Each line of the listing needs to be given again exactly.

*** Begin section ***

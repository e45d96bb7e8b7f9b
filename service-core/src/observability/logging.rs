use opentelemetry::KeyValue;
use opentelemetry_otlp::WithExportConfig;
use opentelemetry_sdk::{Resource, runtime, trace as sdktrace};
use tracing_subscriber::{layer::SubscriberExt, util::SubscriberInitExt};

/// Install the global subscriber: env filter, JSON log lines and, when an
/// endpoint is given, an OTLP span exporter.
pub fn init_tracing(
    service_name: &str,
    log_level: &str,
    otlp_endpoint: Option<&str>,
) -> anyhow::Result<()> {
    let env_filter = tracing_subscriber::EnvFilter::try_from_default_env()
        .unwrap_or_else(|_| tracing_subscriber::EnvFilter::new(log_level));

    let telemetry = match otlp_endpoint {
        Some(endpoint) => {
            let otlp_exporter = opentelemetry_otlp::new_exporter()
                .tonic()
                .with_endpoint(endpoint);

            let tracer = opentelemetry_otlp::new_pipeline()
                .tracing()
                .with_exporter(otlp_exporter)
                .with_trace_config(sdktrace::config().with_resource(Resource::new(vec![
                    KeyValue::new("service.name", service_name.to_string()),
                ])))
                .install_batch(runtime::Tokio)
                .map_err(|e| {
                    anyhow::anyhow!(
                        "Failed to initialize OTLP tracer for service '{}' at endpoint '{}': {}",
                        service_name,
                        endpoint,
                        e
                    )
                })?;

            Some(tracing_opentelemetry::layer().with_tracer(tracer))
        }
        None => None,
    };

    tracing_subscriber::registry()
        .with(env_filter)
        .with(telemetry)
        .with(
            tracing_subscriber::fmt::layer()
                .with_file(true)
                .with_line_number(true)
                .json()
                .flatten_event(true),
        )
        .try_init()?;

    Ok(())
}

*** End section ***

Answer box —
repository e45d96bb7e8b7f9b
filename service-core/src/observability/logging.rs
use opentelemetry::KeyValue;
use opentelemetry_otlp::WithExportConfig;
use opentelemetry_sdk::{Resource, runtime, trace as sdktrace};
use tracing_subscriber::{layer::SubscriberExt, util::SubscriberInitExt};

/// Install the global subscriber: env filter, JSON log lines and, when an
/// endpoint is given, an OTLP span exporter.
pub fn init_tracing(
    service_name: &str,
    log_level: &str,
    otlp_endpoint: Option<&str>,
) -> anyhow::Result<()> {
    let env_filter = tracing_subscriber::EnvFilter::try_from_default_env()
        .unwrap_or_else(|_| tracing_subscriber::EnvFilter::new(log_level));

    let telemetry = match otlp_endpoint {
        Some(endpoint) => {
            let otlp_exporter = opentelemetry_otlp::new_exporter()
                .tonic()
                .with_endpoint(endpoint);

            let tracer = opentelemetry_otlp::new_pipeline()
                .tracing()
                .with_exporter(otlp_exporter)
                .with_trace_config(sdktrace::config().with_resource(Resource::new(vec![
                    KeyValue::new("service.name", service_name.to_string()),
                ])))
                .install_batch(runtime::Tokio)
                .map_err(|e| {
                    anyhow::anyhow!(
                        "Failed to initialize OTLP tracer for service '{}' at endpoint '{}': {}",
                        service_name,
                        endpoint,
                        e
                    )
                })?;

            Some(tracing_opentelemetry::layer().with_tracer(tracer))
        }
        None => None,
    };

    tracing_subscriber::registry()
        .with(env_filter)
        .with(telemetry)
        .with(
            tracing_subscriber::fmt::layer()
                .with_file(true)
                .with_line_number(true)
                .json()
                .flatten_event(true),
        )
        .try_init()?;

    Ok(())
}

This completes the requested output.